About this exercise:
Exact repetition is the task: copy every entry below.

Records shown:

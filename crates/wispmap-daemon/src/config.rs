//! Configuration loading and validation

use anyhow::Result;
use serde::{Deserialize, Serialize};
use std::net::{IpAddr, Ipv4Addr};
use std::path::{Path, PathBuf};
use tracing::info;

use wispmap_core::{MergePolicy, Protocol, RegistryConfig};
use wispmap_discovery::{DiscoveryConfig, ListenerConfig, ProberConfig, SnmpConfig};

/// Main configuration structure
#[derive(Debug, Clone, Default, Serialize, Deserialize)]
pub struct Config {
    #[serde(default)]
    pub daemon: DaemonConfig,
    #[serde(default)]
    pub listeners: ListenersConfig,
    #[serde(default)]
    pub probe: ProbeConfig,
    #[serde(default)]
    pub snmp: SnmpSection,
    #[serde(default)]
    pub registry: RegistrySection,
    #[serde(default)]
    pub oui: OuiConfig,
}

#[derive(Debug, Clone, Serialize, Deserialize)]
pub struct DaemonConfig {
    /// Log an inventory summary this often; 0 disables it
    #[serde(default = "default_summary_interval")]
    pub summary_interval_secs: u64,
}

impl Default for DaemonConfig {
    fn default() -> Self {
        Self {
            summary_interval_secs: default_summary_interval(),
        }
    }
}

fn default_summary_interval() -> u64 {
    60
}

#[derive(Debug, Clone, Serialize, Deserialize)]
pub struct ListenersConfig {
    /// Local address the listeners bind
    #[serde(default = "default_bind")]
    pub bind: IpAddr,
    #[serde(default = "default_true")]
    pub ubnt: bool,
    #[serde(default = "default_ubnt_port")]
    pub ubnt_port: u16,
    /// Discover-query broadcast interval; 0 disables active probing
    #[serde(default = "default_ubnt_probe_interval")]
    pub ubnt_probe_interval_secs: u64,
    #[serde(default = "default_true")]
    pub mndp: bool,
    #[serde(default = "default_mndp_port")]
    pub mndp_port: u16,
    #[serde(default = "default_buffer_size")]
    pub buffer_size: usize,
}

impl Default for ListenersConfig {
    fn default() -> Self {
        Self {
            bind: default_bind(),
            ubnt: true,
            ubnt_port: default_ubnt_port(),
            ubnt_probe_interval_secs: default_ubnt_probe_interval(),
            mndp: true,
            mndp_port: default_mndp_port(),
            buffer_size: default_buffer_size(),
        }
    }
}

fn default_bind() -> IpAddr {
    IpAddr::V4(Ipv4Addr::UNSPECIFIED)
}

fn default_true() -> bool {
    true
}

fn default_ubnt_port() -> u16 {
    10001
}

fn default_ubnt_probe_interval() -> u64 {
    10
}

fn default_mndp_port() -> u16 {
    5678
}

fn default_buffer_size() -> usize {
    2048
}

#[derive(Debug, Clone, Serialize, Deserialize)]
pub struct ProbeConfig {
    #[serde(default = "default_probe_interval")]
    pub interval_secs: u64,
    #[serde(default = "default_probe_timeout")]
    pub timeout_ms: u64,
    #[serde(default = "default_freshness_window")]
    pub freshness_window_secs: u64,
}

impl Default for ProbeConfig {
    fn default() -> Self {
        Self {
            interval_secs: default_probe_interval(),
            timeout_ms: default_probe_timeout(),
            freshness_window_secs: default_freshness_window(),
        }
    }
}

fn default_probe_interval() -> u64 {
    2
}

fn default_probe_timeout() -> u64 {
    1000
}

fn default_freshness_window() -> u64 {
    60
}

#[derive(Debug, Clone, Serialize, Deserialize)]
pub struct SnmpSection {
    #[serde(default)]
    pub enabled: bool,
    #[serde(default = "default_community")]
    pub community: String,
    #[serde(default = "default_snmp_interval")]
    pub interval_secs: u64,
    #[serde(default = "default_probe_timeout")]
    pub timeout_ms: u64,
    #[serde(default = "default_snmp_port")]
    pub port: u16,
}

impl Default for SnmpSection {
    fn default() -> Self {
        Self {
            enabled: false,
            community: default_community(),
            interval_secs: default_snmp_interval(),
            timeout_ms: default_probe_timeout(),
            port: default_snmp_port(),
        }
    }
}

fn default_community() -> String {
    "public".to_string()
}

fn default_snmp_interval() -> u64 {
    30
}

fn default_snmp_port() -> u16 {
    161
}

#[derive(Debug, Clone, Serialize, Deserialize)]
pub struct RegistrySection {
    /// Latency samples kept per device
    #[serde(default = "default_latency_window")]
    pub latency_window: usize,
    /// Consecutive probe misses before a device is marked offline
    #[serde(default = "default_offline_threshold")]
    pub offline_threshold: u32,
    /// Field-merge precedence, richest source first
    #[serde(default = "default_precedence")]
    pub precedence: Vec<Protocol>,
}

impl Default for RegistrySection {
    fn default() -> Self {
        Self {
            latency_window: default_latency_window(),
            offline_threshold: default_offline_threshold(),
            precedence: default_precedence(),
        }
    }
}

fn default_latency_window() -> usize {
    20
}

fn default_offline_threshold() -> u32 {
    3
}

fn default_precedence() -> Vec<Protocol> {
    vec![
        Protocol::Ubnt,
        Protocol::Mndp,
        Protocol::Mimosa,
        Protocol::Snmp,
        Protocol::Icmp,
    ]
}

#[derive(Debug, Clone, Default, Serialize, Deserialize)]
pub struct OuiConfig {
    /// Optional JSON overlay with extra prefix-to-vendor entries
    #[serde(default)]
    pub path: Option<PathBuf>,
}

impl Config {
    pub fn to_discovery_config(&self) -> DiscoveryConfig {
        let mut listeners = Vec::new();
        if self.listeners.ubnt {
            let mut ubnt = ListenerConfig::ubnt();
            ubnt.bind = self.listeners.bind;
            ubnt.port = self.listeners.ubnt_port;
            ubnt.buffer_size = self.listeners.buffer_size;
            ubnt.probe_interval_secs = match self.listeners.ubnt_probe_interval_secs {
                0 => None,
                secs => Some(secs),
            };
            listeners.push(ubnt);
        }
        if self.listeners.mndp {
            let mut mndp = ListenerConfig::mndp();
            mndp.bind = self.listeners.bind;
            mndp.port = self.listeners.mndp_port;
            mndp.buffer_size = self.listeners.buffer_size;
            listeners.push(mndp);
        }

        DiscoveryConfig {
            listeners,
            probe: ProberConfig {
                interval_secs: self.probe.interval_secs,
                timeout_ms: self.probe.timeout_ms,
                freshness_window_secs: self.probe.freshness_window_secs,
            },
            snmp: SnmpConfig {
                enabled: self.snmp.enabled,
                community: self.snmp.community.clone(),
                interval_secs: self.snmp.interval_secs,
                timeout_ms: self.snmp.timeout_ms,
                port: self.snmp.port,
            },
            ..DiscoveryConfig::default()
        }
    }

    pub fn to_registry_config(&self) -> RegistryConfig {
        RegistryConfig {
            policy: MergePolicy::new(self.registry.precedence.clone()),
            latency_window: self.registry.latency_window,
            offline_threshold: self.registry.offline_threshold,
        }
    }
}

/// Load configuration from file
pub fn load_config(path: &Path) -> Result<Config> {
    if path.exists() {
        let content = std::fs::read_to_string(path)?;
        let config: Config = toml::from_str(&content)?;
        info!(path = %path.display(), "Loaded configuration");
        Ok(config)
    } else {
        info!(
            path = %path.display(),
            "Configuration file not found, using defaults"
        );
        Ok(Config::default())
    }
}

Task solution:
filename crates/wispmap-daemon/src/config.rs
//! Configuration loading and validation

use anyhow::Result;
use serde::{Deserialize, Serialize};
use std::net::{IpAddr, Ipv4Addr};
use std::path::{Path, PathBuf};
use tracing::info;

use wispmap_core::{MergePolicy, Protocol, RegistryConfig};
use wispmap_discovery::{DiscoveryConfig, ListenerConfig, ProberConfig, SnmpConfig};

/// Main configuration structure
#[derive(Debug, Clone, Default, Serialize, Deserialize)]
pub struct Config {
    #[serde(default)]
    pub daemon: DaemonConfig,
    #[serde(default)]
    pub listeners: ListenersConfig,
    #[serde(default)]
    pub probe: ProbeConfig,
    #[serde(default)]
    pub snmp: SnmpSection,
    #[serde(default)]
    pub registry: RegistrySection,
    #[serde(default)]
    pub oui: OuiConfig,
}

#[derive(Debug, Clone, Serialize, Deserialize)]
pub struct DaemonConfig {
    /// Log an inventory summary this often; 0 disables it
    #[serde(default = "default_summary_interval")]
    pub summary_interval_secs: u64,
}

impl Default for DaemonConfig {
    fn default() -> Self {
        Self {
            summary_interval_secs: default_summary_interval(),
        }
    }
}

fn default_summary_interval() -> u64 {
    60
}

#[derive(Debug, Clone, Serialize, Deserialize)]
pub struct ListenersConfig {
    /// Local address the listeners bind
    #[serde(default = "default_bind")]
    pub bind: IpAddr,
    #[serde(default = "default_true")]
    pub ubnt: bool,
    #[serde(default = "default_ubnt_port")]
    pub ubnt_port: u16,
    /// Discover-query broadcast interval; 0 disables active probing
    #[serde(default = "default_ubnt_probe_interval")]
    pub ubnt_probe_interval_secs: u64,
    #[serde(default = "default_true")]
    pub mndp: bool,
    #[serde(default = "default_mndp_port")]
    pub mndp_port: u16,
    #[serde(default = "default_buffer_size")]
    pub buffer_size: usize,
}

impl Default for ListenersConfig {
    fn default() -> Self {
        Self {
            bind: default_bind(),
            ubnt: true,
            ubnt_port: default_ubnt_port(),
            ubnt_probe_interval_secs: default_ubnt_probe_interval(),
            mndp: true,
            mndp_port: default_mndp_port(),
            buffer_size: default_buffer_size(),
        }
    }
}

fn default_bind() -> IpAddr {
    IpAddr::V4(Ipv4Addr::UNSPECIFIED)
}

fn default_true() -> bool {
    true
}

fn default_ubnt_port() -> u16 {
    10001
}

fn default_ubnt_probe_interval() -> u64 {
    10
}

fn default_mndp_port() -> u16 {
    5678
}

fn default_buffer_size() -> usize {
    2048
}

#[derive(Debug, Clone, Serialize, Deserialize)]
pub struct ProbeConfig {
    #[serde(default = "default_probe_interval")]
    pub interval_secs: u64,
    #[serde(default = "default_probe_timeout")]
    pub timeout_ms: u64,
    #[serde(default = "default_freshness_window")]
    pub freshness_window_secs: u64,
}

impl Default for ProbeConfig {
    fn default() -> Self {
        Self {
            interval_secs: default_probe_interval(),
            timeout_ms: default_probe_timeout(),
            freshness_window_secs: default_freshness_window(),
        }
    }
}

fn default_probe_interval() -> u64 {
    2
}

fn default_probe_timeout() -> u64 {
    1000
}

fn default_freshness_window() -> u64 {
    60
}

#[derive(Debug, Clone, Serialize, Deserialize)]
pub struct SnmpSection {
    #[serde(default)]
    pub enabled: bool,
    #[serde(default = "default_community")]
    pub community: String,
    #[serde(default = "default_snmp_interval")]
    pub interval_secs: u64,
    #[serde(default = "default_probe_timeout")]
    pub timeout_ms: u64,
    #[serde(default = "default_snmp_port")]
    pub port: u16,
}

impl Default for SnmpSection {
    fn default() -> Self {
        Self {
            enabled: false,
            community: default_community(),
            interval_secs: default_snmp_interval(),
            timeout_ms: default_probe_timeout(),
            port: default_snmp_port(),
        }
    }
}

fn default_community() -> String {
    "public".to_string()
}

fn default_snmp_interval() -> u64 {
    30
}

fn default_snmp_port() -> u16 {
    161
}

#[derive(Debug, Clone, Serialize, Deserialize)]
pub struct RegistrySection {
    /// Latency samples kept per device
    #[serde(default = "default_latency_window")]
    pub latency_window: usize,
    /// Consecutive probe misses before a device is marked offline
    #[serde(default = "default_offline_threshold")]
    pub offline_threshold: u32,
    /// Field-merge precedence, richest source first
    #[serde(default = "default_precedence")]
    pub precedence: Vec<Protocol>,
}

impl Default for RegistrySection {
    fn default() -> Self {
        Self {
            latency_window: default_latency_window(),
            offline_threshold: default_offline_threshold(),
            precedence: default_precedence(),
        }
    }
}

fn default_latency_window() -> usize {
    20
}

fn default_offline_threshold() -> u32 {
    3
}

fn default_precedence() -> Vec<Protocol> {
    vec![
        Protocol::Ubnt,
        Protocol::Mndp,
        Protocol::Mimosa,
        Protocol::Snmp,
        Protocol::Icmp,
    ]
}

#[derive(Debug, Clone, Default, Serialize, Deserialize)]
pub struct OuiConfig {
    /// Optional JSON overlay with extra prefix-to-vendor entries
    #[serde(default)]
    pub path: Option<PathBuf>,
}

impl Config {
    pub fn to_discovery_config(&self) -> DiscoveryConfig {
        let mut listeners = Vec::new();
        if self.listeners.ubnt {
            let mut ubnt = ListenerConfig::ubnt();
            ubnt.bind = self.listeners.bind;
            ubnt.port = self.listeners.ubnt_port;
            ubnt.buffer_size = self.listeners.buffer_size;
            ubnt.probe_interval_secs = match self.listeners.ubnt_probe_interval_secs {
                0 => None,
                secs => Some(secs),
            };
            listeners.push(ubnt);
        }
        if self.listeners.mndp {
            let mut mndp = ListenerConfig::mndp();
            mndp.bind = self.listeners.bind;
            mndp.port = self.listeners.mndp_port;
            mndp.buffer_size = self.listeners.buffer_size;
            listeners.push(mndp);
        }

        DiscoveryConfig {
            listeners,
            probe: ProberConfig {
                interval_secs: self.probe.interval_secs,
                timeout_ms: self.probe.timeout_ms,
                freshness_window_secs: self.probe.freshness_window_secs,
            },
            snmp: SnmpConfig {
                enabled: self.snmp.enabled,
                community: self.snmp.community.clone(),
                interval_secs: self.snmp.interval_secs,
                timeout_ms: self.snmp.timeout_ms,
                port: self.snmp.port,
            },
            ..DiscoveryConfig::default()
        }
    }

    pub fn to_registry_config(&self) -> RegistryConfig {
        RegistryConfig {
            policy: MergePolicy::new(self.registry.precedence.clone()),
            latency_window: self.registry.latency_window,
            offline_threshold: self.registry.offline_threshold,
        }
    }
}

/// Load configuration from file
pub fn load_config(path: &Path) -> Result<Config> {
    if path.exists() {
        let content = std::fs::read_to_string(path)?;
        let config: Config = toml::from_str(&content)?;
        info!(path = %path.display(), "Loaded configuration");
        Ok(config)
    } else {
        info!(
            path = %path.display(),
            "Configuration file not found, using defaults"
        );
        Ok(Config::default())
    }
}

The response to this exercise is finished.